Кадр из фильма «Все знают»Кадр из фильма «Все знают»

«Йомеддин» Абу Бакра Шоуки — беспардонное фрик-шоу (главные герои — прокаженный, чернокожий мальчик-сирота, безногий попрошайка и карлик-астматик), прикидывающееся честным кинопутешествием по современному Египту во всем его зрелищном неблагополучии. Отучившийся в Школе искусств Тиш режиссер стремится по лекалам среднестатистических американских «правдивых» и «человечных» мелодрам вроде «Маленькой мисс Счастье» или «Джуно» безуспешно доказать зрителю, будто бедные тоже смеются. «Йомеддин» (в переводе с арабского — «Судный день») недвусмысленно намекает на равенство и братство перед Аллахом последних и первых, больных и здоровых, без устали обыгрывая цитату из Корана «беги от прокаженного, аки ото льва». Кто только за долгие годы не попадал в объектив кинематографистов, соревнующихся за «Пальмовую ветвь», — и ливийские повстанцы, и сирийские беженцы, и больные СПИДом, но Шоуки вернулся прямо-таки к истокам — к прокаженным, ставшим первыми «исключенными» европейской цивилизации, обитателями первых гетто, к которым вскоре присоединились умалишенные. «Мы — монстры, но мы не должны этого стыдиться», — заявляют они с экрана: реплика, с которой по-хорошему стоило бы начать пресс-конференцию съемочной группе.

Кадр из фильма «Йомеддин»Кадр из фильма «Йомеддин»

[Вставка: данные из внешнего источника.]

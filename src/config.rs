//! Configuration management for a hive.
//!
//! [`HiveConfig`] collects the timing of the bee runtime (polling, heartbeats,
//! lease lifetime, expiry sweeps), the defaults merged into every submitted
//! job, and the defaults applied to registered bees. It can be built in code
//! or loaded from TOML, where durations are written as `"150ms"`, `"30s"`,
//! `"5m"`, `"1h"`, `"1d"` or a bare number of milliseconds.
//!
//! ```rust
//! use beehive::config::HiveConfig;
//! use std::time::Duration;
//!
//! let config = HiveConfig::from_toml_str(r#"
//!     poll_interval = "250ms"
//!     lease_duration = "2m"
//!
//!     [job_defaults]
//!     retries = 3
//!     retry_delay = "10s"
//! "#).unwrap();
//!
//! assert_eq!(config.poll_interval, Duration::from_millis(250));
//! assert_eq!(config.job_defaults.retries, 3);
//! // untouched values keep their defaults
//! assert_eq!(config.heartbeat_interval, Duration::from_secs(30));
//! ```

use crate::{BeehiveError, Result, job::JobOptions};
use serde::{Deserialize, Serialize};
use std::{path::Path, time::Duration};

/// Serialize `std::time::Duration` as human-readable strings with millisecond precision.
pub(crate) mod duration_str {
    use serde::{Deserialize, Deserializer, Serializer};
    use std::time::Duration;

    pub fn serialize<S>(duration: &Duration, serializer: S) -> Result<S::Ok, S::Error>
    where
        S: Serializer,
    {
        let millis = duration.as_millis();
        if millis == 0 {
            serializer.serialize_str("0ms")
        } else if millis % 86_400_000 == 0 {
            serializer.serialize_str(&format!("{}d", millis / 86_400_000))
        } else if millis % 3_600_000 == 0 {
            serializer.serialize_str(&format!("{}h", millis / 3_600_000))
        } else if millis % 60_000 == 0 {
            serializer.serialize_str(&format!("{}m", millis / 60_000))
        } else if millis % 1000 == 0 {
            serializer.serialize_str(&format!("{}s", millis / 1000))
        } else {
            serializer.serialize_str(&format!("{}ms", millis))
        }
    }

    pub fn deserialize<'de, D>(deserializer: D) -> Result<Duration, D::Error>
    where
        D: Deserializer<'de>,
    {
        use serde::de::Error;

        #[derive(Deserialize)]
        #[serde(untagged)]
        enum Raw {
            Millis(u64),
            Text(String),
        }

        match Raw::deserialize(deserializer)? {
            Raw::Millis(ms) => Ok(Duration::from_millis(ms)),
            Raw::Text(s) => parse_duration(&s).map_err(D::Error::custom),
        }
    }

    /// Parse a duration string like "150ms", "30s", "5m", "1h", "2d" or "90" (milliseconds).
    pub fn parse_duration(s: &str) -> Result<Duration, String> {
        let s = s.trim();

        if let Ok(ms) = s.parse::<u64>() {
            return Ok(Duration::from_millis(ms));
        }

        let split = s
            .find(|c: char| !c.is_ascii_digit())
            .ok_or_else(|| format!("Invalid duration format: {}", s))?;
        let (num_str, suffix) = s.split_at(split);
        let num: u64 = num_str
            .parse()
            .map_err(|_| format!("Invalid number in duration: {}", s))?;

        match suffix {
            "ms" => Ok(Duration::from_millis(num)),
            "s" => Ok(Duration::from_secs(num)),
            "m" => Ok(Duration::from_secs(num * 60)),
            "h" => Ok(Duration::from_secs(num * 3600)),
            "d" => Ok(Duration::from_secs(num * 86400)),
            _ => Err(format!(
                "Invalid duration suffix: {}. Use ms, s, m, h, or d",
                suffix
            )),
        }
    }
}

/// Main configuration of a hive.
///
/// # Examples
///
/// ```rust
/// use beehive::config::HiveConfig;
/// use std::time::Duration;
///
/// let config = HiveConfig::new()
///     .with_poll_interval(Duration::from_millis(200))
///     .with_heartbeat_interval(Duration::from_secs(5))
///     .with_lease_duration(Duration::from_secs(15));
/// assert!(config.validate().is_ok());
/// ```
#[derive(Debug, Clone, PartialEq, Serialize, Deserialize)]
#[serde(default)]
pub struct HiveConfig {
    /// Fallback polling period of every bee, covering missed notifications.
    #[serde(with = "duration_str")]
    pub poll_interval: Duration,

    /// How often a bee refreshes its liveness and the leases it holds.
    #[serde(with = "duration_str")]
    pub heartbeat_interval: Duration,

    /// Lifetime of a lease between heartbeats. Must exceed the heartbeat interval.
    #[serde(with = "duration_str")]
    pub lease_duration: Duration,

    /// How often a bee requeues jobs with lapsed leases and purges expired records.
    #[serde(with = "duration_str")]
    pub sweep_interval: Duration,

    /// How long a canceled job's record stays readable before deletion.
    #[serde(with = "duration_str")]
    pub canceled_ttl: Duration,

    /// Jobs fetched per pull by bees with unlimited concurrency.
    pub fetch_batch: usize,

    /// Buffer size of the in-process event bus.
    pub channel_capacity: usize,

    /// Defaults merged under every submitted job's options.
    pub job_defaults: JobDefaults,

    /// Defaults for registered bees.
    pub bee_defaults: BeeDefaults,
}

impl Default for HiveConfig {
    fn default() -> Self {
        Self {
            poll_interval: Duration::from_secs(1),
            heartbeat_interval: Duration::from_secs(30),
            lease_duration: Duration::from_secs(90),
            sweep_interval: Duration::from_secs(1),
            canceled_ttl: Duration::from_secs(60),
            fetch_batch: 5,
            channel_capacity: 1024,
            job_defaults: JobDefaults::default(),
            bee_defaults: BeeDefaults::default(),
        }
    }
}

impl HiveConfig {
    pub fn new() -> Self {
        Self::default()
    }

    pub fn from_toml_str(s: &str) -> Result<Self> {
        let config: HiveConfig = toml::from_str(s)?;
        config.validate()?;
        Ok(config)
    }

    pub fn from_file(path: impl AsRef<Path>) -> Result<Self> {
        let contents = std::fs::read_to_string(path)?;
        Self::from_toml_str(&contents)
    }

    pub fn to_toml_string(&self) -> Result<String> {
        Ok(toml::to_string(self)?)
    }

    pub fn with_poll_interval(mut self, interval: Duration) -> Self {
        self.poll_interval = interval;
        self
    }

    pub fn with_heartbeat_interval(mut self, interval: Duration) -> Self {
        self.heartbeat_interval = interval;
        self
    }

    pub fn with_lease_duration(mut self, lease: Duration) -> Self {
        self.lease_duration = lease;
        self
    }

    pub fn with_sweep_interval(mut self, interval: Duration) -> Self {
        self.sweep_interval = interval;
        self
    }

    pub fn with_canceled_ttl(mut self, ttl: Duration) -> Self {
        self.canceled_ttl = ttl;
        self
    }

    pub fn with_fetch_batch(mut self, batch: usize) -> Self {
        self.fetch_batch = batch;
        self
    }

    pub fn with_job_defaults(mut self, defaults: JobDefaults) -> Self {
        self.job_defaults = defaults;
        self
    }

    pub fn with_bee_defaults(mut self, defaults: BeeDefaults) -> Self {
        self.bee_defaults = defaults;
        self
    }

    /// Reject configurations under which leases could lapse between heartbeats.
    pub fn validate(&self) -> Result<()> {
        let positive = [
            ("poll_interval", self.poll_interval),
            ("heartbeat_interval", self.heartbeat_interval),
            ("lease_duration", self.lease_duration),
            ("sweep_interval", self.sweep_interval),
        ];
        for (name, value) in positive {
            if value.is_zero() {
                return Err(BeehiveError::Config(format!("{} must be positive", name)));
            }
        }
        if self.lease_duration <= self.heartbeat_interval {
            return Err(BeehiveError::Config(format!(
                "lease_duration ({:?}) must exceed heartbeat_interval ({:?})",
                self.lease_duration, self.heartbeat_interval
            )));
        }
        if self.fetch_batch == 0 {
            return Err(BeehiveError::Config("fetch_batch must be at least 1".into()));
        }
        if self.channel_capacity == 0 {
            return Err(BeehiveError::Config(
                "channel_capacity must be at least 1".into(),
            ));
        }
        Ok(())
    }
}

/// Option defaults for submitted jobs.
#[derive(Debug, Clone, PartialEq, Serialize, Deserialize)]
#[serde(default)]
pub struct JobDefaults {
    pub priority: i64,
    #[serde(with = "duration_str")]
    pub delay: Duration,
    pub retries: u32,
    #[serde(with = "duration_str")]
    pub retry_delay: Duration,
    pub progressive_delay: bool,
    #[serde(with = "duration_str")]
    pub ttl: Duration,
}

impl Default for JobDefaults {
    fn default() -> Self {
        Self {
            priority: 0,
            delay: Duration::ZERO,
            retries: 5,
            retry_delay: Duration::from_secs(30),
            progressive_delay: false,
            ttl: Duration::from_secs(30 * 60),
        }
    }
}

impl JobDefaults {
    pub fn with_retries(mut self, retries: u32) -> Self {
        self.retries = retries;
        self
    }

    pub fn with_retry_delay(mut self, delay: Duration) -> Self {
        self.retry_delay = delay;
        self
    }

    pub fn with_ttl(mut self, ttl: Duration) -> Self {
        self.ttl = ttl;
        self
    }

    pub fn to_options(&self) -> JobOptions {
        JobOptions {
            priority: self.priority,
            delay: self.delay.as_millis() as u64,
            dependencies: Vec::new(),
            retries: self.retries,
            retry_delay: self.retry_delay.as_millis() as u64,
            progressive_delay: self.progressive_delay,
            ttl: self.ttl.as_millis() as u64,
            timeout: None,
        }
    }
}

/// Defaults for registered bees.
#[derive(Debug, Clone, PartialEq, Serialize, Deserialize)]
#[serde(default)]
pub struct BeeDefaults {
    /// Upper bound on a single worker or hash invocation.
    #[serde(with = "duration_str")]
    pub timeout: Duration,
    /// Concurrent executions per bee; unlimited when absent.
    pub concurrency: Option<usize>,
}

impl Default for BeeDefaults {
    fn default() -> Self {
        Self {
            timeout: Duration::from_secs(30 * 60),
            concurrency: None,
        }
    }
}

#[cfg(test)]
mod tests {
    use super::duration_str::parse_duration;
    use super::*;
    use std::io::Write;

    #[test]
    fn test_default_config_is_valid() {
        let config = HiveConfig::default();
        assert!(config.validate().is_ok());
        assert_eq!(config.fetch_batch, 5);
        assert_eq!(config.job_defaults.to_options(), JobOptions::default());
        assert_eq!(config.canceled_ttl, Duration::from_secs(60));
        assert!(config.canceled_ttl < config.job_defaults.ttl);
    }

    #[test]
    fn test_parse_duration() {
        assert_eq!(parse_duration("150ms").unwrap(), Duration::from_millis(150));
        assert_eq!(parse_duration("30s").unwrap(), Duration::from_secs(30));
        assert_eq!(parse_duration("5m").unwrap(), Duration::from_secs(300));
        assert_eq!(parse_duration("1h").unwrap(), Duration::from_secs(3600));
        assert_eq!(parse_duration("2d").unwrap(), Duration::from_secs(172_800));
        assert_eq!(parse_duration(" 90 ").unwrap(), Duration::from_millis(90));
        assert!(parse_duration("s").is_err());
        assert!(parse_duration("10w").is_err());
        assert!(parse_duration("").is_err());
    }

    #[test]
    fn test_toml_round_trip() {
        let config = HiveConfig::new()
            .with_poll_interval(Duration::from_millis(250))
            .with_canceled_ttl(Duration::from_secs(120))
            .with_job_defaults(JobDefaults::default().with_retries(2));

        let text = config.to_toml_string().unwrap();
        assert!(text.contains("poll_interval = \"250ms\""));
        assert!(text.contains("canceled_ttl = \"2m\""));

        let back = HiveConfig::from_toml_str(&text).unwrap();
        assert_eq!(back, config);
    }

    #[test]
    fn test_numbers_are_milliseconds() {
        let config = HiveConfig::from_toml_str("sweep_interval = 500").unwrap();
        assert_eq!(config.sweep_interval, Duration::from_millis(500));
    }

    #[test]
    fn test_lease_must_outlive_heartbeat() {
        let config = HiveConfig::new()
            .with_heartbeat_interval(Duration::from_secs(10))
            .with_lease_duration(Duration::from_secs(10));
        assert!(matches!(config.validate(), Err(BeehiveError::Config(_))));

        let err = HiveConfig::from_toml_str("heartbeat_interval = \"2m\"").unwrap_err();
        assert!(err.to_string().contains("lease_duration"));
    }

    #[test]
    fn test_invalid_toml_is_a_config_error() {
        let err = HiveConfig::from_toml_str("poll_interval = \"soon\"").unwrap_err();
        assert!(matches!(err, BeehiveError::Config(_)));
    }

    #[test]
    fn test_from_file() {
        let mut file = tempfile::NamedTempFile::new().unwrap();
        writeln!(
            file,
            "fetch_batch = 10\n\n[bee_defaults]\ntimeout = \"3s\"\nconcurrency = 4"
        )
        .unwrap();

        let config = HiveConfig::from_file(file.path()).unwrap();
        assert_eq!(config.fetch_batch, 10);
        assert_eq!(config.bee_defaults.timeout, Duration::from_secs(3));
        assert_eq!(config.bee_defaults.concurrency, Some(4));

        let missing = HiveConfig::from_file("/definitely/not/here.toml");
        assert!(matches!(missing, Err(BeehiveError::Io(_))));
    }
}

Самый сильный фильм каннской программы пока — показанный в «Особом взгляде» «Донбасс» Сергея Лозницы. Фильм — карнавальная реальность, герои которой заняты поиском не автора, а внимательного, чуткого зрителя. Помочь им никто не в силах: нашим соотечественникам — даже самым отпетым либералам — тяжело будет смотреть этот недружелюбный шарж на ДНР и ЛНР. Но можно поддержать аплодисментами.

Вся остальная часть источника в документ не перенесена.